Problem to work on - Take from the data every line in which the word "resolver" is found.

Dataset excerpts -
◆ ◆ ◆

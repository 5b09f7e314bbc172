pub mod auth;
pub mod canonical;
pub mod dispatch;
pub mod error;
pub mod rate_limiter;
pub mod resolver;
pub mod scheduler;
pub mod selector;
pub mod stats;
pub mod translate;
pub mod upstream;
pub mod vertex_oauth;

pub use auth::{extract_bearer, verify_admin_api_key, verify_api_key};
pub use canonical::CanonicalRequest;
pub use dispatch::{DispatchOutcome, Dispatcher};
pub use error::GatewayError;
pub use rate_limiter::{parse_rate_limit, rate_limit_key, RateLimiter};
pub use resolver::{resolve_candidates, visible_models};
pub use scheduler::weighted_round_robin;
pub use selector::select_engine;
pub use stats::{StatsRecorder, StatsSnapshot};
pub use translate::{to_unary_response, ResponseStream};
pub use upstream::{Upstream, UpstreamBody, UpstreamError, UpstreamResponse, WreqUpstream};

◆ ◆ ◆

The completed task -
pub mod resolver;
pub use resolver::{resolve_candidates, visible_models};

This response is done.